I relate to Dan, 54: “I am not a hugger. I’m so not a hugger that it’s a joke with my friends and family how much of a non-hugger I am.”
Dan thinks people should hug more, though. “No one shot up a school or their workplace because they were hugged too much or shown too much kindness.”
Brendan, 40, started going to punk shows at 13 in New England. This was a sweaty, loud scene. Basements. Screaming. Tattoos. But the show would stop if a fight broke out in the mosh pit. “So, you would have to hug it out if someone knocked you over,” he says. “Such a perfect outlet for teenage aggression.”
He continues, “There were teens who were afraid of being gay but there were older kids with pierced noses, who would be like, ‘If there’s nothing wrong with being punk, why would there be something wrong with being gay?’ ”
My old man served in the Army; he’s buried in Fort Sam Houston outside of San Antonio. So I wasn’t surprised when Rob, 55, enthusiastically endorsed hugging. He works for the U.S. Marine Corps, where he served from 1986 to 2006, and he hugs his fellow servicemen and women whenever he sees them.
— Getty Images
“The men and women I served with became my family, we all looked out for one another,” he said. “I hesitate to call it a ‘brotherhood’ because halfway through my service, the influx of women into seagoing commands occurred, and I see the women I served with to be part of this special bond as well, it is indeed a family.”
Displays of affection between men are, of course, largely cultural, too. John, 49, grew up in Greek culture, where its normal for men give each other the kiss hello on each cheek.
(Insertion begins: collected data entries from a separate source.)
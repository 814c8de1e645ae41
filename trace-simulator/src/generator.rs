//! Synthetic trace generator.
//!
//! Grounded on `cache-simulator/src/generator.rs`'s `TrafficLogGenerator`:
//! one thread per simulated hour, a popular/regular key split, and
//! Zipf-ish skew toward the popular group. Two differences, both required
//! by spec §5's reproducibility supplement: rows are written in this
//! crate's CSV schema (`time,app_id,type,key_size,val_size,kid`, not the
//! teacher's `timestamp,key,size,ttl`), and every thread's RNG is seeded
//! deterministically (`seed ^ hour`) instead of drawing from `rand::random`,
//! so the same seed always reproduces the same trace regardless of how the
//! per-hour threads happen to interleave.

use std::fs::{self, File};
use std::io::{BufWriter, Write};
use std::path::PathBuf;
use std::thread;

use rand::{Rng, SeedableRng};
use rand_chacha::ChaCha8Rng;

/// Parameters for a synthetic trace (spec §5, §6).
#[derive(Debug, Clone)]
pub struct TraceGenConfig {
    pub rps: u32,
    pub duration_hours: u32,
    pub unique_objects: u32,
    pub popular_traffic_percent: u8,
    pub popular_objects_percent: u8,
    pub min_key_size: u32,
    pub max_key_size: u32,
    pub min_val_size: u32,
    pub max_val_size: u32,
    pub app_id: u64,
    pub request_kind: u8,
    pub output_dir: PathBuf,
    pub seed: u64,
}

impl Default for TraceGenConfig {
    fn default() -> Self {
        Self {
            rps: 100,
            duration_hours: 24,
            unique_objects: 10_000,
            popular_traffic_percent: 80,
            popular_objects_percent: 20,
            min_key_size: 16,
            max_key_size: 64,
            min_val_size: 1024,
            max_val_size: 1024 * 1024,
            app_id: 0,
            request_kind: 0,
            output_dir: PathBuf::from("trace_out"),
            seed: 0,
        }
    }
}

pub struct TraceGenerator {
    config: TraceGenConfig,
}

impl TraceGenerator {
    pub fn new(config: TraceGenConfig) -> Self {
        Self { config }
    }

    /// Writes one `hour_NN.csv` file per simulated hour under
    /// `config.output_dir`, each independently seeded off `config.seed`.
    pub fn generate(&self) -> std::io::Result<()> {
        fs::create_dir_all(&self.config.output_dir)?;

        let popular_objects =
            (self.config.unique_objects as u64 * self.config.popular_objects_percent as u64 / 100)
                .max(1) as u32;

        let mut handles = Vec::new();
        for hour in 0..self.config.duration_hours {
            let config = self.config.clone();
            let handle = thread::spawn(move || generate_hour(&config, hour, popular_objects));
            handles.push(handle);
        }

        for handle in handles {
            handle.join().expect("generator thread panicked")?;
        }
        Ok(())
    }
}

fn generate_hour(config: &TraceGenConfig, hour: u32, popular_objects: u32) -> std::io::Result<()> {
    let path = config.output_dir.join(format!("hour_{hour:02}.csv"));
    let file = File::create(&path)?;
    let mut writer = BufWriter::with_capacity(1024 * 1024, file);
    writeln!(writer, "time,app_id,type,key_size,val_size,kid")?;

    let mut rng = ChaCha8Rng::seed_from_u64(config.seed ^ u64::from(hour));
    let requests_this_hour = config.rps as u64 * 3600;
    let base_time = hour as f64 * 3600.0;

    for i in 0..requests_this_hour {
        let time = base_time + i as f64 / config.rps.max(1) as f64;
        let is_popular = rng.gen_range(0..100) < config.popular_traffic_percent;
        let kid = if is_popular {
            rng.gen_range(0..popular_objects)
        } else {
            popular_objects + rng.gen_range(0..(config.unique_objects - popular_objects).max(1))
        };
        let key_size = rng.gen_range(config.min_key_size..=config.max_key_size);
        let val_size = rng.gen_range(config.min_val_size..=config.max_val_size);

        writeln!(
            writer,
            "{time},{},{},{key_size},{val_size},{kid}",
            config.app_id, config.request_kind
        )?;
    }

    writer.flush()
}

#[cfg(test)]
mod tests {
    use super::*;

    #[test]
    fn same_seed_reproduces_identical_traces() {
        let dir_a = std::env::temp_dir().join(format!("trace-gen-a-{}", std::process::id()));
        let dir_b = std::env::temp_dir().join(format!("trace-gen-b-{}", std::process::id()));

        let mut config_a = TraceGenConfig {
            duration_hours: 1,
            rps: 10,
            unique_objects: 100,
            ..TraceGenConfig::default()
        };
        config_a.output_dir = dir_a.clone();
        let mut config_b = config_a.clone();
        config_b.output_dir = dir_b.clone();

        TraceGenerator::new(config_a).generate().unwrap();
        TraceGenerator::new(config_b).generate().unwrap();

        let a = std::fs::read_to_string(dir_a.join("hour_00.csv")).unwrap();
        let b = std::fs::read_to_string(dir_b.join("hour_00.csv")).unwrap();
        assert_eq!(a, b);

        std::fs::remove_dir_all(&dir_a).unwrap();
        std::fs::remove_dir_all(&dir_b).unwrap();
    }

    #[test]
    fn popular_kids_stay_below_the_popular_object_count() {
        let dir = std::env::temp_dir().join(format!("trace-gen-c-{}", std::process::id()));
        let config = TraceGenConfig {
            duration_hours: 1,
            rps: 5,
            unique_objects: 20,
            popular_objects_percent: 10,
            popular_traffic_percent: 100,
            output_dir: dir.clone(),
            ..TraceGenConfig::default()
        };
        TraceGenerator::new(config).generate().unwrap();
        let contents = std::fs::read_to_string(dir.join("hour_00.csv")).unwrap();
        for line in contents.lines().skip(1) {
            let kid: u32 = line.split(',').last().unwrap().parse().unwrap();
            assert!(kid < 2);
        }
        std::fs::remove_dir_all(&dir).unwrap();
    }
}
But, he says, “the only time I have ever hugged any of my American-born friends was at funerals, unfortunately.”
I found comfort in these stories, even if I sometimes felt less evolved. I also felt less alone, and there’s a lesson for men there. Talk to your friends. They’ll surprise you. And then, maybe, you’ll surprise yourself. The next time I catch up with any of these friends, I will give them The Sasquatch.
Was the fist bump born in the boxing ring? Did handshakes evolve from knights proving they weren’t a threat by opening their hands?
Here’s a new story. I made it up, but feel free to tell it and get it circulating. It goes like this: hugs between people who identify as male can be traced back hundreds of years to shining knights in their armor meeting on the road. One knight would open his arms, and the other would do so too, and they’d hug as a greeting, their steel breastplates crashing against each other, and their gauntlets clanking on metal backplates.
This is not a historically accurate story, but I want it to be true: Once upon a time, men hugged, now you should too.